FIG. 4 is a cross-sectional view illustrating a film configuration according to a second embodiment.

FIG. 5 is a spectral transmittance characteristic diagram of the second embodiment.

FIG. 6 is a sectional view of a halogen lamp.

FIG. 7 is a cross-sectional view of a conventional film configuration.

FIG. 8 is a cross-sectional view of another conventional film configuration.

FIG. 9 is a spectral transmittance characteristic diagram of a conventional film configuration.

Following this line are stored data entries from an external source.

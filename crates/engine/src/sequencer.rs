// SPDX-License-Identifier: BUSL-1.1
// Copyright (c) 2026 Alfred Jean LLC

//! Single-writer operation queue
//!
//! Jobs run one at a time on a dedicated task, in submission order. A job's
//! result is delivered to its caller before the next job starts. Dropping
//! the caller's future after submission does not cancel the job. A job that
//! panics fails its own caller and the queue moves on.

use std::future::Future;
use std::pin::Pin;
use std::sync::Mutex;
use thiserror::Error;
use tokio::sync::{mpsc, oneshot};
use tokio::task::JoinError;

type BoxFuture = Pin<Box<dyn Future<Output = ()> + Send>>;
type Job = Box<dyn FnOnce() -> BoxFuture + Send>;

/// Why a job produced no output
#[derive(Debug, Clone, PartialEq, Eq, Error)]
pub enum SequencerError {
    #[error("sequencer is closed")]
    Closed,
    #[error("job panicked: {0}")]
    Panicked(String),
}

/// FIFO queue with exactly one job in flight
pub struct Sequencer {
    tx: Mutex<Option<mpsc::UnboundedSender<Job>>>,
}

impl Sequencer {
    /// Spawn the worker task on the current runtime
    pub fn start() -> Self {
        let (tx, mut rx) = mpsc::unbounded_channel::<Job>();
        tokio::spawn(async move {
            while let Some(job) = rx.recv().await {
                job().await;
            }
            tracing::debug!("sequencer stopped");
        });
        Self {
            tx: Mutex::new(Some(tx)),
        }
    }

    /// Queue `f` and wait for its output
    pub async fn run<F, Fut, T>(&self, f: F) -> Result<T, SequencerError>
    where
        F: FnOnce() -> Fut + Send + 'static,
        Fut: Future<Output = T> + Send + 'static,
        T: Send + 'static,
    {
        let (reply_tx, reply_rx) = oneshot::channel();
        let job: Job = Box::new(move || -> BoxFuture {
            Box::pin(async move {
                // Run on its own task so a panic cannot take the worker down
                let out = tokio::spawn(async move { f().await })
                    .await
                    .map_err(join_failure);
                // The caller may have gone away; the job still counts as done
                let _ = reply_tx.send(out);
            })
        });

        self.sender()
            .ok_or(SequencerError::Closed)?
            .send(job)
            .map_err(|_| SequencerError::Closed)?;
        reply_rx.await.map_err(|_| SequencerError::Closed)?
    }

    /// Stop accepting jobs; jobs already queued still run
    pub fn close(&self) {
        self.lock().take();
    }

    pub fn is_closed(&self) -> bool {
        self.lock().as_ref().is_none_or(|tx| tx.is_closed())
    }

    fn sender(&self) -> Option<mpsc::UnboundedSender<Job>> {
        self.lock().clone()
    }

    fn lock(&self) -> std::sync::MutexGuard<'_, Option<mpsc::UnboundedSender<Job>>> {
        self.tx.lock().unwrap_or_else(|e| e.into_inner())
    }
}

fn join_failure(err: JoinError) -> SequencerError {
    if !err.is_panic() {
        return SequencerError::Closed;
    }
    let payload = err.into_panic();
    let message = payload
        .downcast_ref::<&str>()
        .map(|s| s.to_string())
        .or_else(|| payload.downcast_ref::<String>().cloned())
        .unwrap_or_else(|| "unknown cause".to_string());
    tracing::error!(%message, "sequenced job panicked");
    SequencerError::Panicked(message)
}

#[cfg(test)]
#[path = "sequencer_tests.rs"]
mod tests;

FIG. 10 is a characteristic diagram of an emission spectrum of the HID lamp.

[Explanation of symbols]

 1 HID lamp 3 Inner bulb 4 Outer bulb

Continuation of the front page (72) Inventor Yoshifumi Takao 2-9-13 Stanley, Nakameguro, Meguro-ku, Tokyo Inside Electric Co., Ltd. (72) Inventor Hiroyuki Hiramoto 2-9-13 Stanley, Nakameguro, Meguro-ku, Tokyo Electric Incorporated F term (reference) 5C043 AA20 BB09 CC03 CD01 CD05 DD35 DD39 EA14 EA15 EB18 EC02

Claims (4)

[Claims] 1. An HID, wherein a control film of an emission wavelength in which a high-refractive-index metal oxide film and a low-refractive-index oxide film are alternately laminated is formed on a surface of an inner bulb and / or an outer bulb. lamp. 2. The HID lamp according to claim 1, wherein the control film is formed so as to have a low transmittance in a visible wavelength range of 500 nm or less. 3. The H according to claim 1, wherein the control film has an optical thickness of 95 to 130 nm.
ID lamp. 4. The high-refractive-index metal oxide film and the low-refractive-index oxide film are each appropriately selected from TiO ₂ , Ta ₂ O ₅ , ZrO _2, SiO ₂ , and MgF _2. Item 7. An HID lamp according to Item 1.